REQUIREMENT –
Look over the entries that follow and work out how many lines contain "StateSnapshot". State the number only.

- Opening Delimiter -

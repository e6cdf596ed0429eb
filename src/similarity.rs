//! Similarity and distance calculations between vectors.
//!
//! Cosine similarity measures directional closeness independent of magnitude
//! and drives the incremental grouper; Euclidean distance drives the k-means
//! assignment step. Both require equal dimensions. Cosine similarity is
//! undefined for a zero-magnitude vector and is reported as
//! [`VicinityError::UndefinedSimilarity`] rather than a sentinel value.

use rayon::prelude::*;

use crate::error::{Result, VicinityError};

/// Below this many candidates a batch scan stays sequential.
const PARALLEL_SCAN_THRESHOLD: usize = 100;

/// Calculate the cosine similarity between two vectors, in `[-1, 1]`.
pub fn cosine_similarity(a: &[f32], b: &[f32]) -> Result<f32> {
    if a.len() != b.len() {
        return Err(VicinityError::DimensionMismatch(format!(
            "cannot compare vectors of dimension {} and {}",
            a.len(),
            b.len()
        )));
    }

    let dot_product: f32 = a.iter().zip(b.iter()).map(|(x, y)| x * y).sum();
    let norm_a: f32 = a.iter().map(|x| x * x).sum::<f32>().sqrt();
    let norm_b: f32 = b.iter().map(|x| x * x).sum::<f32>().sqrt();

    if norm_a == 0.0 || norm_b == 0.0 {
        return Err(VicinityError::UndefinedSimilarity(
            "cosine similarity is undefined for a zero-magnitude vector".to_string(),
        ));
    }

    // Rounding can push the ratio a hair outside [-1, 1].
    Ok((dot_product / (norm_a * norm_b)).clamp(-1.0, 1.0))
}

/// Calculate the Euclidean (L2) distance between two vectors.
pub fn euclidean_distance(a: &[f32], b: &[f32]) -> Result<f32> {
    if a.len() != b.len() {
        return Err(VicinityError::DimensionMismatch(format!(
            "cannot compare vectors of dimension {} and {}",
            a.len(),
            b.len()
        )));
    }

    Ok(a.iter()
        .zip(b.iter())
        .map(|(x, y)| (x - y).powi(2))
        .sum::<f32>()
        .sqrt())
}

/// Calculate cosine similarities between a query and multiple candidates.
///
/// The output is index-aligned with `vectors`. Large scans run on the rayon
/// pool when `parallel` is set; the result is identical either way.
pub fn batch_cosine_similarity(
    query: &[f32],
    vectors: &[&[f32]],
    parallel: bool,
) -> Result<Vec<f32>> {
    if vectors.is_empty() {
        return Ok(Vec::new());
    }

    if !parallel || vectors.len() < PARALLEL_SCAN_THRESHOLD {
        return vectors
            .iter()
            .map(|v| cosine_similarity(query, v))
            .collect::<Result<Vec<_>>>();
    }

    vectors
        .par_iter()
        .map(|v| cosine_similarity(query, v))
        .collect::<Result<Vec<_>>>()
}
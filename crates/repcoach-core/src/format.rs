//! Countdown and counter text for workout views.

use crate::timer::PhaseSnapshot;

/// `MM:SS`, or `HH:MM:SS` once the value reaches an hour.
pub fn format_clock(secs: u64) -> String {
    let hours = secs / 3600;
    let minutes = (secs % 3600) / 60;
    let seconds = secs % 60;

    if hours > 0 {
        format!("{hours:02}:{minutes:02}:{seconds:02}")
    } else {
        format!("{minutes:02}:{seconds:02}")
    }
}

/// `"<completed>/<reps>"` for the rep ring.
pub fn rep_counter(snapshot: &PhaseSnapshot, reps: u32) -> String {
    format!("{}/{}", snapshot.completed_reps_in_set, reps)
}
//! Elapsed-time to phase derivation.
//!
//! [`derive`] is the only place that turns the elapsed counter into set, rep
//! and break state. It is pure: no clock reads, no randomness, so the same
//! `(elapsed, plan)` pair always yields the same snapshot.

use serde::{Deserialize, Serialize};

use super::plan::WorkoutPlan;

/// Which part of a cycle the workout is in.
#[derive(Debug, Clone, Copy, PartialEq, Eq, Serialize, Deserialize)]
#[serde(rename_all = "lowercase")]
pub enum Phase {
    Reps,
    Break,
    Done,
}

/// Everything a view needs to render one tick of a workout.
#[derive(Debug, Clone, Copy, PartialEq, Serialize, Deserialize)]
pub struct PhaseSnapshot {
    pub elapsed_secs: u64,
    /// Zero-based; `sets - 1` once complete.
    pub current_set_index: u32,
    pub completed_reps_in_set: u32,
    pub is_in_break: bool,
    pub break_secs_remaining: u64,
    /// 0.0 ..= 1.0 within the current rep block or break.
    pub phase_fill: f64,
    /// 0.0 ..= 1.0 across the whole workout.
    pub overall_fill: f64,
    pub time_remaining_secs: u64,
    pub is_complete: bool,
}

impl PhaseSnapshot {
    pub fn phase(&self) -> Phase {
        if self.is_complete {
            Phase::Done
        } else if self.is_in_break {
            Phase::Break
        } else {
            Phase::Reps
        }
    }

    /// 1-based rep currently being performed, capped at `reps`.
    pub fn current_rep(&self, reps: u32) -> u32 {
        match self.phase() {
            Phase::Reps => (self.completed_reps_in_set + 1).min(reps),
            Phase::Break | Phase::Done => reps,
        }
    }
}

/// Derive the phase snapshot for `elapsed_secs` seconds into `plan`.
///
/// Values past the plan's total are clamped to the total.
pub fn derive(elapsed_secs: u64, plan: &WorkoutPlan) -> PhaseSnapshot {
    let total = plan.total_duration_secs();
    let elapsed = elapsed_secs.min(total);
    let overall_fill = if total > 0 {
        elapsed as f64 / total as f64
    } else {
        0.0
    };
    let time_remaining_secs = total - elapsed;

    if elapsed >= total {
        return PhaseSnapshot {
            elapsed_secs: elapsed,
            current_set_index: plan.sets() - 1,
            completed_reps_in_set: plan.reps(),
            is_in_break: false,
            break_secs_remaining: 0,
            phase_fill: 1.0,
            overall_fill,
            time_remaining_secs,
            is_complete: true,
        };
    }

    // The last set has no trailing break, so it must not spill into a
    // cycle index of its own.
    let cycle = plan.cycle_duration_secs();
    let cycle_index = (elapsed / cycle).min(u64::from(plan.sets() - 1));
    let time_in_cycle = elapsed - cycle_index * cycle;
    let set_duration = plan.set_duration_secs();

    let mut snapshot = PhaseSnapshot {
        elapsed_secs: elapsed,
        current_set_index: cycle_index as u32,
        completed_reps_in_set: 0,
        is_in_break: false,
        break_secs_remaining: 0,
        phase_fill: 0.0,
        overall_fill,
        time_remaining_secs,
        is_complete: false,
    };

    if time_in_cycle < set_duration {
        snapshot.completed_reps_in_set =
            (time_in_cycle / u64::from(plan.rep_interval_secs())) as u32;
        snapshot.phase_fill = time_in_cycle as f64 / set_duration as f64;
    } else {
        // Unreachable with a zero break: time_in_cycle < cycle == set_duration.
        let break_secs = u64::from(plan.break_secs());
        let break_elapsed = time_in_cycle - set_duration;
        snapshot.completed_reps_in_set = plan.reps();
        snapshot.is_in_break = true;
        snapshot.break_secs_remaining = break_secs.saturating_sub(break_elapsed);
        snapshot.phase_fill = break_elapsed as f64 / break_secs as f64;
    }

    snapshot
}
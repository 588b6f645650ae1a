//! # repcoach Core Library
//!
//! This library provides the core logic for the repcoach guided workout
//! timer. Everything a workout view shows is derived from one elapsed-seconds
//! counter; the CLI binary and any GUI are thin layers over the same core.
//!
//! ## Architecture
//!
//! - **Session Clock**: a tick-driven state machine; the caller invokes
//!   `tick()` once per second
//! - **Phase Derivation**: a pure function from elapsed seconds and plan to
//!   set, rep and break state
//! - **Cues**: milestone windows over the same counter, fired once each
//! - **Storage**: TOML-backed settings with a key-value view
//!
//! ## Key Components
//!
//! - [`SessionClock`]: core clock state machine
//! - [`derive`]: phase derivation
//! - [`WorkoutSession`]: clock, derivation and cues behind one tick handler
//! - [`runner::run_session`]: async driver owning the periodic tick source
//! - [`Settings`]: per-session configuration

pub mod coach;
pub mod collaborators;
pub mod cues;
pub mod error;
pub mod events;
pub mod format;
pub mod runner;
pub mod session;
pub mod storage;
pub mod timer;

pub use coach::{Quote, Trainer};
pub use collaborators::{AwakeGuard, Collaborators, CuePlayer, KeepAwake, SessionObserver};
pub use cues::{CueId, CueTracker, MilestoneWindows};
pub use error::{ConfigError, CoreError, PlaybackError, TransitionError, ValidationError};
pub use events::Event;
pub use runner::{run_session, Command, SessionOutcome};
pub use session::WorkoutSession;
pub use storage::{KeyValueStore, MemoryStore, Settings};
pub use timer::{
    derive, ClockState, Phase, PhaseSnapshot, SessionClock, TickOutcome, WorkoutPlan,
    WorkoutRequest, WorkoutSummary,
};
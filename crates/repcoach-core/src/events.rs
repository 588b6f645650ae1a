use chrono::{DateTime, Utc};
use serde::{Deserialize, Serialize};
use uuid::Uuid;

use crate::cues::CueId;
use crate::timer::{ClockState, PhaseSnapshot, WorkoutSummary};

/// Every state change in a workout session produces an Event.
/// Views render from them; the CLI prints them as JSON lines.
#[derive(Debug, Clone, Serialize, Deserialize)]
#[serde(tag = "type")]
pub enum Event {
    SessionStarted {
        session_id: Uuid,
        workout_name: String,
        sets: u32,
        reps: u32,
        rep_interval_secs: u32,
        break_secs: u32,
        total_duration_secs: u64,
        at: DateTime<Utc>,
    },
    SessionPaused {
        session_id: Uuid,
        elapsed_secs: u64,
        at: DateTime<Utc>,
    },
    SessionResumed {
        session_id: Uuid,
        elapsed_secs: u64,
        at: DateTime<Utc>,
    },
    /// User left before completion. Navigation should leave the workout screen.
    SessionCancelled {
        session_id: Uuid,
        elapsed_secs: u64,
        at: DateTime<Utc>,
    },
    MilestoneReached {
        session_id: Uuid,
        cue: CueId,
        elapsed_secs: u64,
        text: String,
        at: DateTime<Utc>,
    },
    /// Fired exactly once, on the tick that reaches the total duration.
    WorkoutCompleted {
        session_id: Uuid,
        summary: WorkoutSummary,
        quote: String,
        at: DateTime<Utc>,
    },
    StateSnapshot {
        session_id: Uuid,
        state: ClockState,
        snapshot: PhaseSnapshot,
        at: DateTime<Utc>,
    },
}

impl Event {
    pub fn session_id(&self) -> Uuid {
        match self {
            Event::SessionStarted { session_id, .. }
            | Event::SessionPaused { session_id, .. }
            | Event::SessionResumed { session_id, .. }
            | Event::SessionCancelled { session_id, .. }
            | Event::MilestoneReached { session_id, .. }
            | Event::WorkoutCompleted { session_id, .. }
            | Event::StateSnapshot { session_id, .. } => *session_id,
        }
    }
}
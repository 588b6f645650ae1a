//! Session clock implementation.
//!
//! The clock is a tick-driven state machine. It does not use internal
//! threads or read the wall clock - the caller is responsible for calling
//! `tick()` once per second while the session should advance.
//!
//! ## State Transitions
//!
//! ```text
//! Idle -> Running <-> Paused -> Cancelled
//!            |
//!            +-> Complete
//! ```
//!
//! ## Usage
//!
//! ```ignore
//! let mut clock = SessionClock::new(&plan);
//! clock.start()?;
//! // Once per second:
//! if let TickOutcome::Completed { .. } = clock.tick() { /* fire once */ }
//! ```

use std::fmt;

use serde::{Deserialize, Serialize};

use super::plan::WorkoutPlan;
use crate::error::TransitionError;

#[derive(Debug, Clone, Copy, PartialEq, Eq, Serialize, Deserialize)]
#[serde(rename_all = "lowercase")]
pub enum ClockState {
    Idle,
    Running,
    Paused,
    /// Elapsed time reached the plan total. Terminal.
    Complete,
    /// Stopped by the user before completion. Terminal.
    Cancelled,
}

impl ClockState {
    pub fn is_terminal(self) -> bool {
        matches!(self, ClockState::Complete | ClockState::Cancelled)
    }
}

impl fmt::Display for ClockState {
    fn fmt(&self, f: &mut fmt::Formatter<'_>) -> fmt::Result {
        let s = match self {
            ClockState::Idle => "idle",
            ClockState::Running => "running",
            ClockState::Paused => "paused",
            ClockState::Complete => "complete",
            ClockState::Cancelled => "cancelled",
        };
        f.write_str(s)
    }
}

/// Commands accepted by the clock, used to report rejected transitions.
#[derive(Debug, Clone, Copy, PartialEq, Eq, Serialize, Deserialize)]
#[serde(rename_all = "lowercase")]
pub enum ClockAction {
    Start,
    Pause,
    Resume,
    Cancel,
}

impl fmt::Display for ClockAction {
    fn fmt(&self, f: &mut fmt::Formatter<'_>) -> fmt::Result {
        let s = match self {
            ClockAction::Start => "start",
            ClockAction::Pause => "pause",
            ClockAction::Resume => "resume",
            ClockAction::Cancel => "cancel",
        };
        f.write_str(s)
    }
}

/// What a single tick did.
#[derive(Debug, Clone, Copy, PartialEq, Eq)]
pub enum TickOutcome {
    /// Clock was not running; the tick was discarded, not queued.
    Ignored,
    Advanced { elapsed_secs: u64 },
    /// Reached the total on this tick. Returned exactly once per session.
    Completed { elapsed_secs: u64 },
}

/// Single-writer elapsed-seconds counter for one workout session.
#[derive(Debug, Clone, Serialize, Deserialize)]
pub struct SessionClock {
    state: ClockState,
    elapsed_secs: u64,
    total_secs: u64,
}

impl SessionClock {
    /// Create an idle clock for the given plan.
    pub fn new(plan: &WorkoutPlan) -> Self {
        Self {
            state: ClockState::Idle,
            elapsed_secs: 0,
            total_secs: plan.total_duration_secs(),
        }
    }

    // ── Queries ──────────────────────────────────────────────────────

    pub fn state(&self) -> ClockState {
        self.state
    }

    pub fn elapsed_secs(&self) -> u64 {
        self.elapsed_secs
    }

    pub fn total_secs(&self) -> u64 {
        self.total_secs
    }

    pub fn is_paused(&self) -> bool {
        self.state == ClockState::Paused
    }

    pub fn is_complete(&self) -> bool {
        self.elapsed_secs >= self.total_secs
    }

    // ── Commands ─────────────────────────────────────────────────────

    pub fn start(&mut self) -> Result<(), TransitionError> {
        match self.state {
            ClockState::Idle => {
                self.elapsed_secs = 0;
                self.state = ClockState::Running;
                tracing::debug!(total_secs = self.total_secs, "clock started");
                Ok(())
            }
            from => Err(self.reject(ClockAction::Start, from)),
        }
    }

    pub fn pause(&mut self) -> Result<(), TransitionError> {
        match self.state {
            ClockState::Running => {
                self.state = ClockState::Paused;
                tracing::debug!(elapsed_secs = self.elapsed_secs, "clock paused");
                Ok(())
            }
            from => Err(self.reject(ClockAction::Pause, from)),
        }
    }

    pub fn resume(&mut self) -> Result<(), TransitionError> {
        match self.state {
            ClockState::Paused => {
                self.state = ClockState::Running;
                tracing::debug!(elapsed_secs = self.elapsed_secs, "clock resumed");
                Ok(())
            }
            from => Err(self.reject(ClockAction::Resume, from)),
        }
    }

    /// Stop the session for good.
    ///
    /// Returns `Ok(true)` when this call cancelled the session, and
    /// `Ok(false)` when the session had already completed or been
    /// cancelled (a no-op).
    pub fn cancel(&mut self) -> Result<bool, TransitionError> {
        match self.state {
            ClockState::Running | ClockState::Paused => {
                self.state = ClockState::Cancelled;
                tracing::debug!(elapsed_secs = self.elapsed_secs, "clock cancelled");
                Ok(true)
            }
            ClockState::Complete | ClockState::Cancelled => Ok(false),
            from @ ClockState::Idle => Err(self.reject(ClockAction::Cancel, from)),
        }
    }

    /// Advance by one second. Call from the single periodic tick source.
    pub fn tick(&mut self) -> TickOutcome {
        if self.state != ClockState::Running {
            return TickOutcome::Ignored;
        }

        self.elapsed_secs = (self.elapsed_secs + 1).min(self.total_secs);
        if self.elapsed_secs == self.total_secs {
            self.state = ClockState::Complete;
            tracing::debug!(elapsed_secs = self.elapsed_secs, "clock complete");
            TickOutcome::Completed {
                elapsed_secs: self.elapsed_secs,
            }
        } else {
            TickOutcome::Advanced {
                elapsed_secs: self.elapsed_secs,
            }
        }
    }

    // ── Internal ─────────────────────────────────────────────────────

    fn reject(&self, action: ClockAction, from: ClockState) -> TransitionError {
        tracing::debug!(%action, %from, "rejected clock transition");
        TransitionError { action, from }
    }
}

- Closing Delimiter -

ANSWER TO THE PROBLEM –
2